[Input records]:
........

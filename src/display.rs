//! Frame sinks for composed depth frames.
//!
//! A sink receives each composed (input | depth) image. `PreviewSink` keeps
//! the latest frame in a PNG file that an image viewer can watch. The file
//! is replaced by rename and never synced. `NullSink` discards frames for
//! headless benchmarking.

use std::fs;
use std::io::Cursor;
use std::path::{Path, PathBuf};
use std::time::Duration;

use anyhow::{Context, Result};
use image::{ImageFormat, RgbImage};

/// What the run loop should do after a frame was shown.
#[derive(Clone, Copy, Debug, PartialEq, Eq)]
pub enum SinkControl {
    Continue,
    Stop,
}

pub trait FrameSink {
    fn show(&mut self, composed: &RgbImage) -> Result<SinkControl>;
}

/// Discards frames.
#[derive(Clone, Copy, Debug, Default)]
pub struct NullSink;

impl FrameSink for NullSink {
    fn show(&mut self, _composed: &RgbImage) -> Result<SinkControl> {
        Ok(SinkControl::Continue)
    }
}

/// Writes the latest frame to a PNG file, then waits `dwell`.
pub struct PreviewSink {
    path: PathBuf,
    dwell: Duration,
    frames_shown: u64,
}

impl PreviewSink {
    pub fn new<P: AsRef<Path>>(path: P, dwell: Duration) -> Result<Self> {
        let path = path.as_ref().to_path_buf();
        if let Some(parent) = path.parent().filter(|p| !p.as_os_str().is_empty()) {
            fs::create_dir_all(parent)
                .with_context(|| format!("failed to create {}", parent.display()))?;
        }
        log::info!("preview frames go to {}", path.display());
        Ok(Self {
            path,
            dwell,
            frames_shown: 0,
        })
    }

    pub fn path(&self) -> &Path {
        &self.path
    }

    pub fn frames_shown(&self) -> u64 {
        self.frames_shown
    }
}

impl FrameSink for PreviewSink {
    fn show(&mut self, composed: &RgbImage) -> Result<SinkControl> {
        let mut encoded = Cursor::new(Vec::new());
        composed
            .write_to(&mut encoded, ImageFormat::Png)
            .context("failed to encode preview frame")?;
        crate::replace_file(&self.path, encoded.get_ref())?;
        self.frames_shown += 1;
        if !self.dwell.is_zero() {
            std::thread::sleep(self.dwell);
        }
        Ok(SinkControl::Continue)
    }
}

........

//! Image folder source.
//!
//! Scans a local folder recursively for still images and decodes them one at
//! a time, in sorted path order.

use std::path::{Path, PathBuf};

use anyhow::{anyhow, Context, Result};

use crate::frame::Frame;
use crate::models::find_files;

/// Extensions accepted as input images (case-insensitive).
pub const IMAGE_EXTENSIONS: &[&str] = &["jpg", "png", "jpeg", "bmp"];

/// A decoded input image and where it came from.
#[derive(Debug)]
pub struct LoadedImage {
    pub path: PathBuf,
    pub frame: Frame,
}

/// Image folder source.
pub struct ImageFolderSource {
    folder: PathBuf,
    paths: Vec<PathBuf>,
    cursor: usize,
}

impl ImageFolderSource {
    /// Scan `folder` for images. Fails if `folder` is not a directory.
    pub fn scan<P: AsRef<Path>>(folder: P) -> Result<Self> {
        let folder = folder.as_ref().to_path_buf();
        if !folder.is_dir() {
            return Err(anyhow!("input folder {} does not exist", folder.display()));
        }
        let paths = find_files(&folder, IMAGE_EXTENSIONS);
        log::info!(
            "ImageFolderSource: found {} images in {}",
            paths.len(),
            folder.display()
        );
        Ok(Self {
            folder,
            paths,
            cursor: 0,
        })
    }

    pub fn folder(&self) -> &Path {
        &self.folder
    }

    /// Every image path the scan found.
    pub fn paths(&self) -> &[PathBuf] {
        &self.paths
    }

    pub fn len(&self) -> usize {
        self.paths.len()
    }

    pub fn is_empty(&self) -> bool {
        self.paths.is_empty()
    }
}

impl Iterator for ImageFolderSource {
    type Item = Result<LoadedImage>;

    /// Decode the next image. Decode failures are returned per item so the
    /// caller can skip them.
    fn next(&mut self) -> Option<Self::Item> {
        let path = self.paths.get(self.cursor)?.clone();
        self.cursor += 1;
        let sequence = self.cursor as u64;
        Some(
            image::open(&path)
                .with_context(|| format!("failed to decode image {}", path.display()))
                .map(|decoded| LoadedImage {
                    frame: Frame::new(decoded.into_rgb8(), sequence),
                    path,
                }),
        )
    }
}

........

[Problem to work on]: From the material above, set down exactly the lines between the line holding "filename src/display.rs" and the line holding "crate::replace_file(&self.path, encoded.get_ref())?;", inclusive. Include nothing else.

[Exercise output]:
filename src/display.rs
//! Frame sinks for composed depth frames.
//!
//! A sink receives each composed (input | depth) image. `PreviewSink` keeps
//! the latest frame in a PNG file that an image viewer can watch. The file
//! is replaced by rename and never synced. `NullSink` discards frames for
//! headless benchmarking.

use std::fs;
use std::io::Cursor;
use std::path::{Path, PathBuf};
use std::time::Duration;

use anyhow::{Context, Result};
use image::{ImageFormat, RgbImage};

/// What the run loop should do after a frame was shown.
#[derive(Clone, Copy, Debug, PartialEq, Eq)]
pub enum SinkControl {
    Continue,
    Stop,
}

pub trait FrameSink {
    fn show(&mut self, composed: &RgbImage) -> Result<SinkControl>;
}

/// Discards frames.
#[derive(Clone, Copy, Debug, Default)]
pub struct NullSink;

impl FrameSink for NullSink {
    fn show(&mut self, _composed: &RgbImage) -> Result<SinkControl> {
        Ok(SinkControl::Continue)
    }
}

/// Writes the latest frame to a PNG file, then waits `dwell`.
pub struct PreviewSink {
    path: PathBuf,
    dwell: Duration,
    frames_shown: u64,
}

impl PreviewSink {
    pub fn new<P: AsRef<Path>>(path: P, dwell: Duration) -> Result<Self> {
        let path = path.as_ref().to_path_buf();
        if let Some(parent) = path.parent().filter(|p| !p.as_os_str().is_empty()) {
            fs::create_dir_all(parent)
                .with_context(|| format!("failed to create {}", parent.display()))?;
        }
        log::info!("preview frames go to {}", path.display());
        Ok(Self {
            path,
            dwell,
            frames_shown: 0,
        })
    }

    pub fn path(&self) -> &Path {
        &self.path
    }

    pub fn frames_shown(&self) -> u64 {
        self.frames_shown
    }
}

impl FrameSink for PreviewSink {
    fn show(&mut self, composed: &RgbImage) -> Result<SinkControl> {
        let mut encoded = Cursor::new(Vec::new());
        composed
            .write_to(&mut encoded, ImageFormat::Png)
            .context("failed to encode preview frame")?;
        crate::replace_file(&self.path, encoded.get_ref())?;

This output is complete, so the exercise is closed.